Kajuru diz que governo Bolsonaro vive pior momento: ‘Centrão está no comando’

Em entrevista à Jovem Pan, senador falou sobre os trabalhos da CPI da Covid-19, afirmou que votará contra a indicação de André Mendonça para o STF e criticou escolha de Ciro Nogueira para a Casa Civil

  • Por André Siqueira
  • 25/07/2021 08h00
Jefferson Rudy/Agência Senado Senador Kajuru de óculos no plenário da Casa Kajuru foi um dos autores do mandado de segurança que garantiu a instalação da CPI da Covid-19

Um dos autores do mandado de segurança apresentado ao Supremo Tribunal Federal (STF) que garantiu a instalação da CPI da Covid-19, o senador Jorge Kajuru (Podemos-GO) afirma que os trabalhos da comissão estão “comprovando a corrupção” e “revelando escândalos” no Ministério da Saúde. Por telefone, o parlamentar falou à Jovem Pan na quinta-feira, 22, sobre a atuação do colegiado, a indicação do Advogado-Geral da União, André Mendonça, à Suprema Corte, a recondução de Augusto Aras para o comando da Procuradoria-Geral da República (PGR) e a escolha do senador Ciro Nogueira (PP-PI) para a Casa Civil. Para Kajuru, este é o pior momento do governo do presidente Jair Bolsonaro. “O Centrão está no comando”, avalia. Ele pondera, no entanto, que ceder espaços aos partidos que compõem este bloco pode prejudicar o governo federal. “A chance de colocar o Centrão nesses postos do governo e trazer corrupção para dentro do governo é muito grande”. Confira abaixo a íntegra da entrevista:

O senhor foi um dos autores do mandado de segurança que resultou na instalação da CPI da Covid-19. Qual o balanço do senhor sobre os três primeiros meses de trabalho? Confesso que fiquei surpreso com a CPI, porque tinha receios. A surpresa é boa, primeiro pela qualificação dos senadores que estão se preparando para os questionamentos, que não vão lá pelos 30 segundos do Jornal Nacional. Alguns vão despreparados e só querem aparecer. Essa é a parte ruim, o nível cai. O presidente Omar Aziz só cometeu um erro: ele deveria ter decretado a prisão de mais gente. A CPI existe para isso. Mas o mais importante foi a descoberta de escândalos. Para mim, o presidente [Bolsonaro] não roubou, mas ele está errado ao dizer que não deixa ninguém roubar. Nem Deus, na Presidência, evitaria a corrupção com tanta gente trabalhando ao seu redor. Estamos vendo a comprovação de corrupção. E vão aparecer mais escândalos. Nos 90 dias finais, será ouvida gente mais forte e mais considerável do ponto de vista de informar o que não sabemos e coisas que o Brasil precisa saber. O lado ruim é esse Fla-Flu, porque aí vira revanchismo. E acaba tendo o espírito revanchista por causa dos governistas. O Flavio [Bolsonaro] discute toda hora com o relator [Renan Calheiros], quer falar toda hora. Aí vira aquela bagunça, aquela parte patética com o Flavio, com o Marcos Rogério, é muito ruim. Virou uma guerra pessoal. O Flavio disse que a relação dele com o Renan virou uma guerra. Não pode ser assim. Temos que ter uma apuração independente.

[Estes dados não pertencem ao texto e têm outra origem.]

//! Raw failure input accepted by the classifier
//!
//! Wallets, RPC nodes and contracts report failures in inconsistent shapes.
//! `RawError` is the sealed boundary type: every shape is converted into it,
//! and only defensive, string-coerced field extraction happens afterwards.

use serde::{Deserialize, Serialize};
use serde_json::Value;

/// Structured failure with the fields wallet libraries commonly populate
#[derive(Debug, Clone, Default, PartialEq, Serialize, Deserialize)]
pub struct StructuredError {
    pub message: Option<String>,
    /// Error code coerced to a string ("4001", "ACTION_REJECTED")
    pub code: Option<String>,
    pub reason: Option<String>,
    pub details: Option<Value>,
}

/// Any failure crossing the wallet or remote boundary
#[derive(Debug, Clone, PartialEq, Serialize, Deserialize)]
pub enum RawError {
    Message(String),
    Structured(StructuredError),
    Unknown,
}

impl RawError {
    pub fn message(text: impl Into<String>) -> Self {
        Self::Message(text.into())
    }

    pub fn structured(
        message: Option<&str>,
        code: Option<&str>,
        reason: Option<&str>,
    ) -> Self {
        Self::Structured(StructuredError {
            message: message.map(str::to_string),
            code: code.map(str::to_string),
            reason: reason.map(str::to_string),
            details: None,
        })
    }

    /// Best human-readable text: message, then reason, then a placeholder
    pub fn display_text(&self) -> String {
        match self {
            Self::Message(text) if !text.trim().is_empty() => text.clone(),
            Self::Structured(s) => s
                .message
                .as_deref()
                .filter(|m| !m.trim().is_empty())
                .or_else(|| s.reason.as_deref().filter(|r| !r.trim().is_empty()))
                .map(str::to_string)
                .unwrap_or_else(|| "Unknown error".to_string()),
            _ => "Unknown error".to_string(),
        }
    }

    pub fn code(&self) -> Option<&str> {
        match self {
            Self::Structured(s) => s.code.as_deref(),
            _ => None,
        }
    }

    pub fn reason(&self) -> Option<&str> {
        match self {
            Self::Structured(s) => s.reason.as_deref().filter(|r| !r.trim().is_empty()),
            _ => None,
        }
    }

    pub fn details(&self) -> Option<&Value> {
        match self {
            Self::Structured(s) => s.details.as_ref(),
            _ => None,
        }
    }

    pub(crate) fn inspect(&self) -> Inspection {
        let original = self.display_text();
        let mut haystack = original.to_lowercase();
        if let Some(reason) = self.reason() {
            let reason = reason.to_lowercase();
            if !haystack.contains(&reason) {
                haystack.push(' ');
                haystack.push_str(&reason);
            }
        }
        Inspection {
            text: haystack,
            original,
            code: self.code().map(|c| c.trim().to_string()),
            reason: self.reason().map(str::to_string),
        }
    }
}

/// Normalized view of a raw error used by the matching rules
#[derive(Debug, Clone)]
pub(crate) struct Inspection {
    /// Lower-cased message (plus reason when not already contained)
    pub text: String,
    /// Original message, case preserved
    pub original: String,
    pub code: Option<String>,
    pub reason: Option<String>,
}

impl Inspection {
    pub fn contains_any(&self, phrases: &[&str]) -> bool {
        phrases.iter().any(|p| self.text.contains(p))
    }

    pub fn code_is_any(&self, codes: &[&str]) -> bool {
        match &self.code {
            Some(code) => codes.iter().any(|c| code.eq_ignore_ascii_case(c)),
            None => false,
        }
    }
}

fn coerce_string(value: &Value) -> Option<String> {
    match value {
        Value::String(s) => Some(s.clone()),
        Value::Number(n) => Some(n.to_string()),
        Value::Bool(b) => Some(b.to_string()),
        Value::Null => None,
        other => Some(other.to_string()),
    }
}

fn field(obj: &serde_json::Map<String, Value>, keys: &[&str]) -> Option<String> {
    keys.iter()
        .filter_map(|k| obj.get(*k))
        .find_map(coerce_string)
        .filter(|s| !s.is_empty())
}

/// Top-level messages that only wrap the real failure nested below them
const WRAPPER_MESSAGES: &[&str] = &[
    "internal json-rpc error",
    "internal error",
    "unknown rpc error",
    "execution failed",
];

fn is_wrapper(message: &str) -> bool {
    let lowered = message.trim().trim_end_matches('.').to_lowercase();
    WRAPPER_MESSAGES.iter().any(|w| lowered == *w)
}

fn from_object(obj: &serde_json::Map<String, Value>, depth: u8) -> StructuredError {
    let mut out = StructuredError {
        message: field(obj, &["shortMessage", "message"]),
        code: field(obj, &["code"]),
        reason: field(obj, &["reason"]),
        details: obj.get("data").cloned(),
    };
    // Providers nest the useful part under `error` or `data`
    if depth < 3 {
        for nested_key in ["error", "data", "cause"] {
            if let Some(Value::Object(nested)) = obj.get(nested_key) {
                let inner = from_object(nested, depth + 1);
                let wrapped = out.message.as_deref().map_or(true, is_wrapper);
                if wrapped && inner.message.is_some() {
                    out.message = inner.message;
                }
                if out.code.is_none() {
                    out.code = inner.code;
                }
                if out.reason.is_none() {
                    out.reason = inner.reason;
                }
            }
        }
    }
    out
}

impl From<Value> for RawError {
    fn from(value: Value) -> Self {
        match value {
            Value::Null => RawError::Unknown,
            Value::String(s) => RawError::Message(s),
            Value::Object(obj) => {
                let structured = from_object(&obj, 0);
                if structured.message.is_none()
                    && structured.code.is_none()
                    && structured.reason.is_none()
                {
                    RawError::Message(Value::Object(obj).to_string())
                } else {
                    RawError::Structured(structured)
                }
            }
            other => RawError::Message(other.to_string()),
        }
    }
}

impl From<&str> for RawError {
    fn from(text: &str) -> Self {
        RawError::Message(text.to_string())
    }
}

impl From<String> for RawError {
    fn from(text: String) -> Self {
        RawError::Message(text)
    }
}

impl From<anyhow::Error> for RawError {
    fn from(err: anyhow::Error) -> Self {
        RawError::Message(format!("{err:#}"))
    }
}
//! Property tests for the error classifier and derived snapshot values

use emark_client::error_classifier::{classify, display_title, ErrorContext, ErrorType, RawError};
use emark_client::state_cache::VotingPower;
use emark_client::types::{format_amount, parse_amount};
use ethers::types::U256;
use proptest::prelude::*;

proptest! {
    #[test]
    fn classify_is_total(text in ".{0,200}", operation in proptest::option::of("[a-zA-Z]{1,16}")) {
        let context = operation.map(|op| ErrorContext::new().with_operation(op));
        let parsed = classify(&RawError::message(text), context.as_ref());
        prop_assert!(!parsed.message.is_empty());
        prop_assert!(!display_title(&parsed).is_empty());
    }

    #[test]
    fn classify_is_deterministic(text in ".{0,120}") {
        let raw = RawError::message(text);
        prop_assert_eq!(classify(&raw, None), classify(&raw, None));
    }

    #[test]
    fn cancellation_phrase_always_wins(
        prefix in "[a-z ]{0,20}",
        suffix in "[a-z ]{0,20}",
        phrase in prop::sample::select(vec!["user rejected", "User denied", "ACTION_REJECTED"]),
    ) {
        let parsed = classify(&RawError::message(format!("{prefix}{phrase}{suffix} network timeout")), None);
        prop_assert_eq!(parsed.error_type, ErrorType::UserRejection);
        prop_assert!(parsed.is_retryable);
        prop_assert!(!parsed.allows_auto_retry());
    }

    #[test]
    fn structured_json_shapes_are_total(code in any::<i64>(), message in ".{0,60}") {
        let raw = RawError::from(serde_json::json!({ "code": code, "message": message }));
        prop_assert!(!classify(&raw, None).message.is_empty());
    }

    #[test]
    fn reserved_power_identity(total in any::<u64>(), available in any::<u64>()) {
        let power = VotingPower::new(U256::from(total), U256::from(available), U256::zero());
        prop_assert!(power.available() <= power.total());
        prop_assert_eq!(power.reserved() + power.available(), power.total());
    }

    #[test]
    fn amount_format_parses_back(whole in 0u64..1_000_000, frac in 0u32..1_000) {
        let text = format!("{whole}.{frac:03}");
        let amount = parse_amount(&text).unwrap();
        prop_assert_eq!(parse_amount(&format_amount(amount)).unwrap(), amount);
    }
}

Os jornais divulgaram um vídeo da secretária Mayra Pinheiro, da Saúde, dizendo que precisava de perguntas e respostas para alinhar o depoimento com os senadores que chutariam para ela fazer o gol. O que o senhor pensa disso? Foi revoltante ver o vídeo da Mayra Pinheiro. Ela deveria ter sido presa. Isso de combinar pergunta e resposta, para mim, é motivo de expulsar o senador da CPI. É motivo, inclusive, para a CPI ser justa e me colocar no lugar desse senador. A CPI só existe porque eu e o Alessandro [Vieira] fomos ao STF. É um desgaste enorme para o governo. O presidente Bolsonaro não pode achar que o público dele aceita qualquer coisa. O Brasil não é só seu público. As pessoas estão se decepcionando. Até bolsonaristas que eu conhecia, os fanáticos, mudaram de opinião. Em qualquer governo minimamente sério, ela deveria ter sido demitida.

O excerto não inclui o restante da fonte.